今回ご紹介するのは、宮 宏一郎 (みや・こういちろう)さんの作品です。
キュレーターは小林 瑞恵さん(社会福祉法人愛成会 アートディレクター、キュレーター)です。

キュレーターより 《小林 瑞恵さん》

宮 宏一郎 Koichiro MIYA
1974年生まれ

宮の作品には、多くの人々が描かれています。その一人ひとりの傍らには、生態を示す言葉や数字が記されています。成長の過程は「運動能力(瞬発力、持久力、敏捷性)」や「知能指数(IQ)」といった指標で示され、さらに総合的な運動能力は「エネルギー消費量(kcal)」という形で数値化されています。まるで車の性能を排気量で表すかのように、人間の成長をエネルギー消費量で段階的に描いているという、なんとも独創的な着想のもとに描かれた作品群です。

宮がこのような作品を描く背景には、人間の成長や科学の発展に対する深い興味があります。幼少期からオルガンを弾いたり、動物や宇宙、科学、生物などの図鑑を夢中で読んでいた宮は、最終的に人体に関する図鑑に興味を抱くようになりました。中学生になる頃には、これまでの経験や知識をもとに独自の世界観を築き、絵を描き始めたそうです。

作品によってはピアノの鍵盤を加えて人間の成長を表現するというものもあります。通常ピアノの鍵盤は88鍵ですが、宮の作品では214鍵が描かれています。「214鍵までの音域があったらすごい」「これは未来です」と彼は語ります。

実際の物理的制約を超える要素が頻繁に登場する宮の作品には、既成概念にとらわれない未知や進化への想像力と独創性であふれています。


プロフィール

小林 瑞恵(こばやし・みずえ)
社会福祉法人愛成会 アートディレクター、キュレーター。アール・ブリュット関連の展覧会をフランスやイギリス、オランダ等の海外や日本国内にて数多く手がける。

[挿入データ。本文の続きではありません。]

//! Locks por vehículo compartidos entre motores
//! 
//! Telemetría y salud corren en tareas distintas; cada una toma el lock del
//! vehículo, lo vuelve a leer del almacenamiento, lo modifica y lo guarda.
//! Así ninguna guarda una copia vieja encima de lo que escribió la otra.

use std::collections::HashMap;
use std::sync::{Arc, Mutex as StdMutex, PoisonError};
use tokio::sync::{Mutex, OwnedMutexGuard};
use uuid::Uuid;

#[derive(Debug, Default)]
pub struct VehicleLocks {
    locks: StdMutex<HashMap<Uuid, Arc<Mutex<()>>>>,
}

impl VehicleLocks {
    pub fn new() -> Self {
        Self::default()
    }

    /// Espera hasta tener el vehículo en exclusiva; se libera al soltar el guard
    pub async fn lock(&self, vehicle_id: Uuid) -> OwnedMutexGuard<()> {
        let lock = {
            let mut locks = self.locks.lock().unwrap_or_else(PoisonError::into_inner);
            locks.entry(vehicle_id).or_default().clone()
        };
        lock.lock_owned().await
    }
}

#[cfg(test)]
mod tests {
    use super::*;
    use std::time::Duration;

    #[tokio::test]
    async fn test_same_vehicle_is_exclusive() {
        let locks = Arc::new(VehicleLocks::new());
        let id = Uuid::new_v4();

        let guard = locks.lock(id).await;
        let waiting = tokio::spawn({
            let locks = locks.clone();
            async move {
                let _guard = locks.lock(id).await;
            }
        });

        tokio::time::sleep(Duration::from_millis(20)).await;
        assert!(!waiting.is_finished());

        drop(guard);
        waiting.await.unwrap();
    }

    #[tokio::test]
    async fn test_different_vehicles_do_not_block() {
        let locks = VehicleLocks::new();
        let _a = locks.lock(Uuid::new_v4()).await;
        let _b = locks.lock(Uuid::new_v4()).await;
    }
}
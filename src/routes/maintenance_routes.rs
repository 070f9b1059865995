use axum::{
    extract::{Path, Query, State},
    routing::{get, post},
    Json, Router,
};
use uuid::Uuid;

use crate::controllers::maintenance_controller::MaintenanceController;
use crate::dto::maintenance_dto::HistoryQuery;
use crate::models::{FleetAnalytics, HealthSnapshot};
use crate::services::TickReport;
use crate::state::AppState;
use crate::utils::errors::AppError;

pub fn create_maintenance_router() -> Router<AppState> {
    Router::new()
        .route("/analytics", get(dashboard_analytics))
        .route("/history/:vehicle_id", get(vehicle_history))
        .route("/simulate", post(simulate_health))
}

fn controller(state: &AppState) -> MaintenanceController {
    MaintenanceController::new(state.store.clone(), state.health.clone())
}

async fn dashboard_analytics(State(state): State<AppState>) -> Result<Json<FleetAnalytics>, AppError> {
    let response = controller(&state).analytics().await?;
    Ok(Json(response))
}

async fn vehicle_history(
    State(state): State<AppState>,
    Path(vehicle_id): Path<Uuid>,
    Query(query): Query<HistoryQuery>,
) -> Result<Json<Vec<HealthSnapshot>>, AppError> {
    let limit = query.limit.unwrap_or(state.config.history_limit);
    let response = controller(&state).history(vehicle_id, limit).await?;
    Ok(Json(response))
}

async fn simulate_health(State(state): State<AppState>) -> Json<TickReport> {
    Json(controller(&state).simulate().await)
}
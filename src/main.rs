use anyhow::Result;
use chrono::Utc;
use dotenvy::dotenv;
use std::net::SocketAddr;
use std::sync::Arc;
use tokio::signal;
use tracing::{error, info, warn};

use fleet_telemetry::config::EnvironmentConfig;
use fleet_telemetry::database;
use fleet_telemetry::repositories::{FleetStore, InMemoryFleetStore, PgFleetStore};
use fleet_telemetry::services::fleet_seeder::seed_sample_fleet;
use fleet_telemetry::services::scheduler::spawn_periodic;
use fleet_telemetry::{create_app, AppState};

#[tokio::main]
async fn main() -> Result<()> {
    // Cargar variables de entorno
    dotenv().ok();

    let config = EnvironmentConfig::from_env()?;

    // Configurar logging
    tracing_subscriber::fmt()
        .with_max_level(config.log_level())
        .init();

    info!("🚚 Fleet Telemetry - Simulación, rutas y mantenimiento");
    info!("=====================================================");
    info!("⚙️ Entorno: {} (log {})", config.environment, config.log_level());

    // Almacenamiento: PostgreSQL si hay DATABASE_URL, memoria si no
    let store: Arc<dyn FleetStore> = match config.database_url.as_deref() {
        Some(url) => match database::connect(url).await {
            Ok(pool) => Arc::new(PgFleetStore::new(pool)),
            Err(e) => {
                error!("❌ Error conectando a la base de datos: {:#}", e);
                return Err(e);
            }
        },
        None => {
            warn!("⚠️ DATABASE_URL no definida, usando almacenamiento en memoria");
            Arc::new(InMemoryFleetStore::new())
        }
    };

    if config.seed_sample_fleet {
        seed_sample_fleet(store.as_ref(), Utc::now().date_naive()).await?;
    }

    let state = AppState::new(config.clone(), store.clone());

    // Jobs periódicos
    let telemetry = state.telemetry.clone();
    spawn_periodic("telemetry", config.telemetry_interval, move || {
        let telemetry = telemetry.clone();
        async move { telemetry.tick().await }
    });

    let health = state.health.clone();
    spawn_periodic("health", config.health_interval, move || {
        let health = health.clone();
        async move { health.tick().await }
    });

    if config.seed_sample_fleet {
        let seed_store = store.clone();
        spawn_periodic("seed-check", config.seed_check_interval, move || {
            let store = seed_store.clone();
            async move {
                match seed_sample_fleet(store.as_ref(), Utc::now().date_naive()).await {
                    Ok(inserted) => format!("{} vehículos insertados", inserted),
                    Err(e) => format!("error: {}", e),
                }
            }
        });
    }

    let app = create_app(state);
    let addr: SocketAddr = config.server_url().parse()?;

    info!("🌐 Servidor iniciando en http://{}", addr);
    info!("🔍 Endpoints disponibles:");
    info!("   GET  / - Banner");
    info!("   GET  /health - Health check");
    info!("🚗 Vehículos:");
    info!("   GET  /api/vehicles - Listar vehículos");
    info!("   GET  /api/vehicles/:id - Obtener vehículo");
    info!("   POST /api/vehicles - Registrar vehículo");
    info!("🧭 Rutas:");
    info!("   POST /api/routes/optimize - Optimizar ruta");
    info!("🩺 Mantenimiento:");
    info!("   GET  /api/maintenance/analytics - Dashboard de la flota");
    info!("   GET  /api/maintenance/history/:vehicleId - Histórico de salud");
    info!("   POST /api/maintenance/simulate - Lanzar tick de salud");
    info!("📡 Telemetría:");
    info!("   POST /api/telemetry/simulate - Lanzar tick de telemetría");

    let listener = tokio::net::TcpListener::bind(addr).await?;
    if let Err(e) = axum::serve(listener, app)
        .with_graceful_shutdown(shutdown_signal())
        .await
    {
        error!("❌ Error del servidor: {}", e);
        return Err(e.into());
    }

    info!("👋 Servidor terminado");
    Ok(())
}

/// Señal de apagado graceful
async fn shutdown_signal() {
    let ctrl_c = async {
        if let Err(e) = signal::ctrl_c().await {
            error!("❌ No se pudo instalar el handler de Ctrl+C: {}", e);
            std::future::pending::<()>().await;
        }
    };

    #[cfg(unix)]
    let terminate = async {
        match signal::unix::signal(signal::unix::SignalKind::terminate()) {
            Ok(mut stream) => {
                stream.recv().await;
            }
            Err(e) => {
                error!("❌ No se pudo instalar el handler de SIGTERM: {}", e);
                std::future::pending::<()>().await;
            }
        }
    };

    #[cfg(not(unix))]
    let terminate = std::future::pending::<()>();

    tokio::select! {
        _ = ctrl_c => {
            info!("🛑 Señal Ctrl+C recibida, apagando servidor...");
        },
        _ = terminate => {
            info!("🛑 Señal de terminación recibida, apagando servidor...");
        },
    }
}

2004年に障害の有無、年齢などに関わらず誰でも参加できる創作活動の場 「アトリエpangaea」(東京都)を立ち上げる。近年はアートや音楽、ダンスも入れたインクルーシブなワークショップを企画、開催している。2010年から東京・中野区で毎年開催されている「NAKANO街中まるごと美術館」の立ち上げから、現在も企画・運営等に携わる。